» **Your assignment**: List all lines of the data containing the word "transduction".

» **Data for the task**:
★ ★ ★

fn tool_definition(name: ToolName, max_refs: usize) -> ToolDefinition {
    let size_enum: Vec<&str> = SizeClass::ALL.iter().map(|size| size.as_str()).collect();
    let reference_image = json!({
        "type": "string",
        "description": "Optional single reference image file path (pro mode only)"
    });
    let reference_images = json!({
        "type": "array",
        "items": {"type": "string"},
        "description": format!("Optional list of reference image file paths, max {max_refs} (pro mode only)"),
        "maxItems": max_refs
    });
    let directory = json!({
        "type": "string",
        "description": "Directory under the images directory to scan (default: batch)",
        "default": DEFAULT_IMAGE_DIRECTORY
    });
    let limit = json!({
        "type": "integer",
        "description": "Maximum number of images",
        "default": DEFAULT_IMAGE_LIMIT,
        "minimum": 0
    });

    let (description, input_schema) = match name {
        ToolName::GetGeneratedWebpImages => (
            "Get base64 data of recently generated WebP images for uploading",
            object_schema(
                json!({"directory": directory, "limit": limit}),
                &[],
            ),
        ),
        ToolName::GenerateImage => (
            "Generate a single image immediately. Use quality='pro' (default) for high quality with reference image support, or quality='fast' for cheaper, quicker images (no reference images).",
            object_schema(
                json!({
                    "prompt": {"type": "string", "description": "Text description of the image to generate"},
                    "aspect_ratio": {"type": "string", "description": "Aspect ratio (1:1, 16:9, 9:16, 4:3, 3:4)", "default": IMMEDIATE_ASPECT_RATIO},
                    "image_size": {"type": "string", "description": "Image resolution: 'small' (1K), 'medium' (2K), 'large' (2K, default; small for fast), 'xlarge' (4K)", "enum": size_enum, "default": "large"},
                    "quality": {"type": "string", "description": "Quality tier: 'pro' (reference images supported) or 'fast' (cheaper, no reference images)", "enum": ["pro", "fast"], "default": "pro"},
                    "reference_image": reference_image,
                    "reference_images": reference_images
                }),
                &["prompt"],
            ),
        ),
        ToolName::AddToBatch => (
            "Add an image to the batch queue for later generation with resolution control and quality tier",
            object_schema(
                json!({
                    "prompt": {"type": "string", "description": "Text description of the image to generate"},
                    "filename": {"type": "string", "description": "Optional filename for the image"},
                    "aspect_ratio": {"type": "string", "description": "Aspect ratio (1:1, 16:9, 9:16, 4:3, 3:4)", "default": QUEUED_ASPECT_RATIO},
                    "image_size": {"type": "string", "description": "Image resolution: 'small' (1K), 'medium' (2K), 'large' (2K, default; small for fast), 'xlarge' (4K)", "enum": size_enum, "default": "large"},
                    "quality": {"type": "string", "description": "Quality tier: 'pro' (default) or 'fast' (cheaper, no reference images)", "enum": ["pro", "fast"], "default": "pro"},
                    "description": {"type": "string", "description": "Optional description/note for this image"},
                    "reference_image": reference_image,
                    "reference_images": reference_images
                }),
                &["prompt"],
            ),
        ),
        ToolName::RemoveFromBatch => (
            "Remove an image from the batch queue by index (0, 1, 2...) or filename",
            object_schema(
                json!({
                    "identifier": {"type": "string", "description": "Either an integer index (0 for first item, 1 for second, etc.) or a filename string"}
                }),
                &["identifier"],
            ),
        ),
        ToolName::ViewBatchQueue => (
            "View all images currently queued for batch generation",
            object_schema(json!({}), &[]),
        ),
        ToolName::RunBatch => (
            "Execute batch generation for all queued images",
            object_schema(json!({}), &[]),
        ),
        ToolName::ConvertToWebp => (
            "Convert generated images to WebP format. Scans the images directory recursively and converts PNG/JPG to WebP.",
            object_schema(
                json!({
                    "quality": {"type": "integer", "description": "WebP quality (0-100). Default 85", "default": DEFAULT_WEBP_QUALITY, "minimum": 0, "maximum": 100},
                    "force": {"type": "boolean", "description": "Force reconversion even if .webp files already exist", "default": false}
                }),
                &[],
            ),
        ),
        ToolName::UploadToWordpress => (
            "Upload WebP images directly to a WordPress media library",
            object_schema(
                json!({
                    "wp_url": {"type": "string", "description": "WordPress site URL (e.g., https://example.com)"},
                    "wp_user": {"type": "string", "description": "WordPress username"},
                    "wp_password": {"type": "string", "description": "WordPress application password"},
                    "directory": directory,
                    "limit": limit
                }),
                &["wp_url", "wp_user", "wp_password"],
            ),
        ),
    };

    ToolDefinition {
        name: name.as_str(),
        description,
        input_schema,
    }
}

★ ★ ★

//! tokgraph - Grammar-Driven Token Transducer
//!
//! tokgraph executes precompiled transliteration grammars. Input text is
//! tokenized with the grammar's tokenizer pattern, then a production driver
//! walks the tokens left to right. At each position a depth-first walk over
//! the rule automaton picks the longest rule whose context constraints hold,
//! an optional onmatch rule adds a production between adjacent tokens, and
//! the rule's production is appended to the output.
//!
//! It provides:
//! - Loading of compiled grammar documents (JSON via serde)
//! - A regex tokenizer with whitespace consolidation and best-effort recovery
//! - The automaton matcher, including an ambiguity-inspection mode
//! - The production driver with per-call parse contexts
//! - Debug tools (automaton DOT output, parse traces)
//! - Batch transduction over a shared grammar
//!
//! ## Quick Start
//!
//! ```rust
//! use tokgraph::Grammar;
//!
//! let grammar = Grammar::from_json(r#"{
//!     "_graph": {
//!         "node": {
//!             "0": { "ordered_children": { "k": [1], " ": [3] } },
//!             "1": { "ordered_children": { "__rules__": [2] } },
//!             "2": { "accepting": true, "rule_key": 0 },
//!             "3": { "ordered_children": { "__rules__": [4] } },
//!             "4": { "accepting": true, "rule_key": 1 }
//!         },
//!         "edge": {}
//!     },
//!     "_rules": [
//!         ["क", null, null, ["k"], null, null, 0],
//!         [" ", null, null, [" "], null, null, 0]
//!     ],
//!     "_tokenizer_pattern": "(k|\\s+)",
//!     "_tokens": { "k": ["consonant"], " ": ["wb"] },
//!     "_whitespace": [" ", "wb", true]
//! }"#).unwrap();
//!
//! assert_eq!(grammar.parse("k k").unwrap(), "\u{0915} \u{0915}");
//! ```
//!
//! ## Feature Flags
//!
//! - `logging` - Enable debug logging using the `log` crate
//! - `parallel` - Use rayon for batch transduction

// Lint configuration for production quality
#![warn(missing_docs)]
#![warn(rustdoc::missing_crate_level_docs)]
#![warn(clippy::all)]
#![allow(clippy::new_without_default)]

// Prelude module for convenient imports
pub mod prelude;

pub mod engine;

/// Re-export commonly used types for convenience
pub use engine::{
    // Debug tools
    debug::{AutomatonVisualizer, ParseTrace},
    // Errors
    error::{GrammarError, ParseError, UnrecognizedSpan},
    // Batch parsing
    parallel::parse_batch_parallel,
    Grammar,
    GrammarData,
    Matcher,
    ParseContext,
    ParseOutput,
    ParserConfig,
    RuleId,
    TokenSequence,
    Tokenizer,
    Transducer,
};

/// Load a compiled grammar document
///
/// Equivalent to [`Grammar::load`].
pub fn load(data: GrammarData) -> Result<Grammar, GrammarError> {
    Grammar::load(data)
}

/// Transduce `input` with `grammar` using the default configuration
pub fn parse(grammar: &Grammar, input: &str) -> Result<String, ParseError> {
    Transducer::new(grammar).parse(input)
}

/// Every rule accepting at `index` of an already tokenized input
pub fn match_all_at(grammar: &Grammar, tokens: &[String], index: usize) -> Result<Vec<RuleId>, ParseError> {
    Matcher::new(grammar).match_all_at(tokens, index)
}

★ ★ ★

» **Response area**:
//! - Batch transduction over a shared grammar
//! - `parallel` - Use rayon for batch transduction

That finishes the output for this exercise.